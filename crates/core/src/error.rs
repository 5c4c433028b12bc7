// Copyright 2026 Benchlab Contributors
// SPDX-License-Identifier: Apache-2.0

//! Error types shared across Benchlab crates.

use std::path::PathBuf;
use thiserror::Error;

/// Errors surfaced by the data model and result-set I/O.
#[derive(Debug, Error)]
pub enum Error {
    /// A caller-provided value was rejected.
    #[error("invalid input: {0}")]
    InvalidInput(String),

    /// An underlying filesystem operation failed.
    #[error(transparent)]
    Io(#[from] std::io::Error),

    /// A persisted result set could not be parsed.
    ///
    /// Carries the offending path so collaborator failures name the
    /// artifact that broke the contract.
    #[error("malformed result set {}: {source}", path.display())]
    Parse {
        /// Path of the artifact that failed to parse.
        path: PathBuf,
        /// Underlying deserialization error.
        #[source]
        source: serde_json::Error,
    },
}

impl Error {
    /// Build an [`Error::InvalidInput`] from any message.
    pub fn invalid_input(msg: impl Into<String>) -> Self {
        Error::InvalidInput(msg.into())
    }
}

/// Result alias used across Benchlab crates.
pub type Result<T> = std::result::Result<T, Error>;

***

■ **Task**:
The data above must be restated word for word.

■ **Task response**:
filename crates/core/src/error.rs
repository 5c4c433028b12bc7
// Copyright 2026 Benchlab Contributors
// SPDX-License-Identifier: Apache-2.0

//! Error types shared across Benchlab crates.

use std::path::PathBuf;
use thiserror::Error;

/// Errors surfaced by the data model and result-set I/O.
#[derive(Debug, Error)]
pub enum Error {
    /// A caller-provided value was rejected.
    #[error("invalid input: {0}")]
    InvalidInput(String),

    /// An underlying filesystem operation failed.
    #[error(transparent)]
    Io(#[from] std::io::Error),

    /// A persisted result set could not be parsed.
    ///
    /// Carries the offending path so collaborator failures name the
    /// artifact that broke the contract.
    #[error("malformed result set {}: {source}", path.display())]
    Parse {
        /// Path of the artifact that failed to parse.
        path: PathBuf,
        /// Underlying deserialization error.
        #[source]
        source: serde_json::Error,
    },
}

impl Error {
    /// Build an [`Error::InvalidInput`] from any message.
    pub fn invalid_input(msg: impl Into<String>) -> Self {
        Error::InvalidInput(msg.into())
    }
}

/// Result alias used across Benchlab crates.
pub type Result<T> = std::result::Result<T, Error>;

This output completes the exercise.